Activating the fat-burning process takes longer (and more oxygen) than burning sugar, which is why the body generally uses glucose unless it has a compelling reason not to. (In extreme cases, such as severe hunger, the body can also use protein for energy.)

Note: Carbohydrates – foods such as rice, potatoes, bread, tortillas, cereal, fruit, vegetables, and milk – are the body’s main source of glucose. If you eat more glucose than you need, your body will store it in your liver and muscles or change it into fat so it can be used for energy when it’s needed later.

IMG_3386With intense exercise that pushes the limits of VO2 max, most energy comes from glycogen and is burned off quickly. Lowering the intensity will also lower the amount of energy burned per unit of time, which is why runners learn not to start a race too fast.
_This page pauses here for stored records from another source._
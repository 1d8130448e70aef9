//! Multi-key scoring and ordering of candidate videos

use serde::Serialize;
use std::cmp::Ordering;
use std::collections::BTreeSet;
use tracing::{debug, info};

use super::filter::{budget_matches, duration_matches, is_eligible};
use super::MatchContext;
use crate::models::Video;
use crate::settings::RuleSettings;
use crate::taxonomy::TaxonomyKind;

/// Per-video match counts against the declared intent
#[derive(Debug, Clone, Copy, Default, PartialEq, Eq, Serialize)]
#[serde(rename_all = "camelCase")]
pub struct Score {
    pub keyword_matches: usize,
    pub priority_objectif_match: u8,
    pub objectif_matches: usize,
    pub type_matches: usize,
    pub duration_match: u8,
    pub budget_match: u8,
}

impl Score {
    pub fn compute(video: &Video, ctx: &MatchContext, matched_keywords: &BTreeSet<String>) -> Self {
        let rules = &ctx.rules;

        let keyword_matches = TaxonomyKind::KEYWORD_LIKE
            .iter()
            .flat_map(|kind| video.keys_of(*kind))
            .filter(|key| matched_keywords.contains(key))
            .count();

        let type_matches = video
            .keys_of(TaxonomyKind::Type)
            .filter(|key| rules.allowed_types.contains(key))
            .count();

        let objectif_keys: Vec<String> = video.keys_of(TaxonomyKind::Objectif).collect();
        let priority_objectif_match = objectif_keys
            .iter()
            .any(|key| rules.priority_objectifs.contains(key)) as u8;
        let objectif_matches = objectif_keys
            .iter()
            .filter(|key| rules.allowed_objectifs.contains(*key))
            .count();

        let duration_match = (!ctx.durations.is_empty() && duration_matches(video, &ctx.durations)) as u8;
        let budget_match = ctx
            .budget
            .as_ref()
            .map(|bucket| budget_matches(video, bucket))
            .unwrap_or(false) as u8;

        Self {
            keyword_matches,
            priority_objectif_match,
            objectif_matches,
            type_matches,
            duration_match,
            budget_match,
        }
    }

    /// Keys in precedence order
    fn key(&self) -> (usize, u8, usize, usize, u8, u8) {
        (
            self.keyword_matches,
            self.priority_objectif_match,
            self.objectif_matches,
            self.type_matches,
            self.duration_match,
            self.budget_match,
        )
    }
}

impl Ord for Score {
    fn cmp(&self, other: &Self) -> Ordering {
        self.key().cmp(&other.key())
    }
}

impl PartialOrd for Score {
    fn partial_cmp(&self, other: &Self) -> Option<Ordering> {
        Some(self.cmp(other))
    }
}

/// Why a video was selected, in display order
#[derive(Debug, Clone, Copy, PartialEq, Eq, Serialize)]
#[serde(rename_all = "kebab-case")]
pub enum Reason {
    Keyword,
    PriorityObjective,
    Objective,
    Type,
    Duration,
    Budget,
    Featured,
}

#[derive(Debug, Clone)]
pub struct ScoredVideo<'a> {
    pub video: &'a Video,
    pub score: Score,
}

impl<'a> ScoredVideo<'a> {
    pub fn reasons(&self) -> Vec<Reason> {
        let s = &self.score;
        let mut reasons = Vec::new();
        if s.keyword_matches > 0 {
            reasons.push(Reason::Keyword);
        }
        if s.priority_objectif_match > 0 {
            reasons.push(Reason::PriorityObjective);
        }
        if s.objectif_matches > 0 {
            reasons.push(Reason::Objective);
        }
        if s.type_matches > 0 {
            reasons.push(Reason::Type);
        }
        if s.duration_match > 0 {
            reasons.push(Reason::Duration);
        }
        if s.budget_match > 0 {
            reasons.push(Reason::Budget);
        }
        if self.video.record.featured {
            reasons.push(Reason::Featured);
        }
        reasons
    }
}

/// Score descending, then most recent first
pub fn compare_scored(a: &ScoredVideo, b: &ScoredVideo) -> Ordering {
    b.score
        .cmp(&a.score)
        .then_with(|| b.video.record.created_at.cmp(&a.video.record.created_at))
}

/// Ranked, truncated output
#[derive(Debug, Clone)]
pub struct Ranking<'a> {
    pub results: Vec<ScoredVideo<'a>>,
    /// Size of the true filtered set
    pub full_match_count: usize,
    /// The results come from the unfiltered catalog
    pub used_fallback: bool,
}

/// Order `candidates` (the filter output) and keep the first `limit`.
///
/// With an empty candidate set and `fallback_to_best`, every eligible video
/// of `catalog` is ranked instead.
pub fn rank<'a>(
    catalog: &'a [Video],
    candidates: Vec<&'a Video>,
    ctx: &MatchContext,
    matched_keywords: &BTreeSet<String>,
    settings: &RuleSettings,
    limit: usize,
) -> Ranking<'a> {
    let full_match_count = candidates.len();
    let used_fallback = candidates.is_empty() && settings.fallback_to_best;

    let pool: Vec<&Video> = if used_fallback {
        catalog
            .iter()
            .filter(|video| is_eligible(video, &ctx.exclude_ids))
            .collect()
    } else {
        candidates
    };

    if used_fallback {
        info!("No full match, ranking {} videos as best effort", pool.len());
    }

    let mut scored: Vec<ScoredVideo> = pool
        .into_iter()
        .map(|video| ScoredVideo {
            video,
            score: Score::compute(video, ctx, matched_keywords),
        })
        .collect();

    scored.sort_by(compare_scored);
    scored.truncate(limit);

    debug!(
        "Ranked {} results ({} full matches, fallback: {})",
        scored.len(),
        full_match_count,
        used_fallback
    );

    Ranking {
        results: scored,
        full_match_count,
        used_fallback,
    }
}

#[cfg(test)]
mod tests {
    use super::*;
    use crate::engine::filter::filter_videos;
    use crate::engine::test_support::{ctx, video};
    use crate::models::Query;
    use serde_json::json;

    fn keys(labels: &[&str]) -> BTreeSet<String> {
        labels.iter().map(|l| crate::text::normalize(l)).collect()
    }

    fn promo_settings() -> RuleSettings {
        RuleSettings::parse_or_default(Some(&json!({
            "objectives": {
                "promotion": {
                    "types": ["Spot", "Publicité"],
                    "objectifs": ["Vendre", "Promouvoir"],
                    "priorityObjectifs": ["Promouvoir"]
                }
            }
        })))
    }

    #[test]
    fn test_budget_match_score() {
        let v1 = video("v1", &[]).budget(Some(5_000), Some(10_000)).build();
        let query = Query::new().with_budget("5000-10000");
        let score = Score::compute(&v1, &ctx(&query, &RuleSettings::default()), &BTreeSet::new());
        assert_eq!(score.budget_match, 1);
        assert_eq!(score.duration_match, 0);
    }

    #[test]
    fn test_score_dimensions() {
        let v = video(
            "v",
            &[
                ("keyword", "Café"),
                ("style", "Épuré"),
                ("parametre", "Drone"),
                ("type", "Spot"),
                ("objectif", "Promouvoir"),
                ("objectif", "Vendre"),
            ],
        )
        .duration(Some(25))
        .build();
        let query = Query::new().with_objectives(["promotion"]).with_durations(["clip"]);
        let score = Score::compute(&v, &ctx(&query, &promo_settings()), &keys(&["cafe", "drone"]));

        assert_eq!(
            score,
            Score {
                keyword_matches: 2,
                priority_objectif_match: 1,
                objectif_matches: 2,
                type_matches: 1,
                duration_match: 1,
                budget_match: 0,
            }
        );
    }

    #[test]
    fn test_precedence_keyword_beats_everything() {
        let catalog = vec![
            video("objectives", &[("type", "Spot"), ("objectif", "Promouvoir"), ("objectif", "Vendre")]).build(),
            video("keyword", &[("type", "Spot"), ("keyword", "café"), ("objectif", "Vendre")]).build(),
        ];
        let query = Query::new().with_objectives(["promotion"]);
        let settings = promo_settings();
        let ctx = ctx(&query, &settings);
        let candidates = filter_videos(&catalog, &ctx);
        let ranking = rank(&catalog, candidates, &ctx, &keys(&["café"]), &settings, 6);

        let ids: Vec<&str> = ranking.results.iter().map(|r| r.video.id()).collect();
        assert_eq!(ids, vec!["keyword", "objectives"]);
        assert_eq!(ranking.full_match_count, 2);
    }

    #[test]
    fn test_priority_objectif_beats_objectif_count() {
        let catalog = vec![
            video("two-objectifs", &[("type", "Spot"), ("objectif", "Vendre"), ("objectif", "Vendre bis")]).build(),
            video("priority", &[("type", "Spot"), ("objectif", "Promouvoir")]).build(),
        ];
        let settings = promo_settings();
        let query = Query::new().with_objectives(["promotion"]);
        let ctx = ctx(&query, &settings);
        let candidates = filter_videos(&catalog, &ctx);
        let ranking = rank(&catalog, candidates, &ctx, &BTreeSet::new(), &settings, 6);
        assert_eq!(ranking.results[0].video.id(), "priority");
    }

    #[test]
    fn test_recency_breaks_ties() {
        let catalog = vec![
            video("old", &[]).created_days_ago(30).build(),
            video("new", &[]).created_days_ago(1).build(),
            video("mid", &[]).created_days_ago(10).build(),
        ];
        let settings = RuleSettings::default();
        let ctx = ctx(&Query::new(), &settings);
        let candidates = filter_videos(&catalog, &ctx);
        let ranking = rank(&catalog, candidates, &ctx, &BTreeSet::new(), &settings, 6);
        let ids: Vec<&str> = ranking.results.iter().map(|r| r.video.id()).collect();
        assert_eq!(ids, vec!["new", "mid", "old"]);
    }

    #[test]
    fn test_fallback_to_best_when_nothing_matches() {
        let catalog = vec![
            video("a", &[]).build(),
            video("b", &[]).budget(Some(1_000), None).build(),
            video("pending", &[]).playback("pending:1").build(),
        ];
        let query = Query::new().with_budget("20000+");
        let settings = RuleSettings::default();
        let ctx = ctx(&query, &settings);
        let candidates = filter_videos(&catalog, &ctx);
        assert!(candidates.is_empty());

        let ranking = rank(&catalog, candidates, &ctx, &BTreeSet::new(), &settings, 6);
        assert!(ranking.used_fallback);
        assert_eq!(ranking.full_match_count, 0);
        assert_eq!(ranking.results.len(), 2);
        assert!(ranking.results.iter().all(|r| !r.video.is_pending()));
    }

    #[test]
    fn test_no_fallback_when_disabled() {
        let catalog = vec![video("a", &[]).build()];
        let query = Query::new().with_budget("20000+");
        let settings = RuleSettings::parse_or_default(Some(&json!({ "fallbackToBest": false })));
        let ctx = ctx(&query, &settings);
        let candidates = filter_videos(&catalog, &ctx);
        let ranking = rank(&catalog, candidates, &ctx, &BTreeSet::new(), &settings, 6);
        assert!(ranking.results.is_empty());
        assert!(!ranking.used_fallback);
    }

    #[test]
    fn test_truncates_to_limit_and_sorted() {
        let catalog: Vec<Video> = (0..20)
            .map(|i| {
                let tags: &[(&str, &str)] = if i % 3 == 0 { &[("keyword", "café")] } else { &[] };
                video(&format!("v{}", i), tags)
                    .duration(Some(10 + i as u64 * 7))
                    .created_days_ago(i)
                    .build()
            })
            .collect();
        let query = Query::new().with_durations(["short"]);
        let settings = RuleSettings::default();
        let ctx = ctx(&query, &settings);
        let ranking = rank(&catalog, catalog.iter().collect(), &ctx, &keys(&["café"]), &settings, 5);

        assert_eq!(ranking.results.len(), 5);
        for pair in ranking.results.windows(2) {
            assert!(pair[0].score >= pair[1].score);
        }
    }

    #[test]
    fn test_reasons() {
        let v = video("v", &[("keyword", "café")]).featured().budget(Some(6_000), None).build();
        let query = Query::new().with_budget("5000-10000");
        let settings = RuleSettings::default();
        let ctx = ctx(&query, &settings);
        let scored = ScoredVideo {
            video: &v,
            score: Score::compute(&v, &ctx, &keys(&["café"])),
        };
        assert_eq!(scored.reasons(), vec![Reason::Keyword, Reason::Budget, Reason::Featured]);
    }
}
Elite runners practice maintaining their ideal race pace with an even effort to extend their glycogen stores for as long as possible – hopefully to the end of the race.

The brain uses glucose exclusively – in fact, it is said that seventy-five percent of the glucose available to the body is used to service the energy requirements of the brain and the central nervous system. Stored glycogen is also used to regulate blood sugar levels in the body between meals.

Once the glycogen is stored in the muscle for fuel, however, it is not flexible in terms of its deployment in the body since muscle-stored glycogen isn’t capable of being shared with or transported to other areas that might require fuel. It must be used at the point of storage.

If the body were to rely solely on glycogen for energy, 31 kg (67.5 lbs) of stored glycogen would be required as compared to 4.6 kg (10 lbs) of fat.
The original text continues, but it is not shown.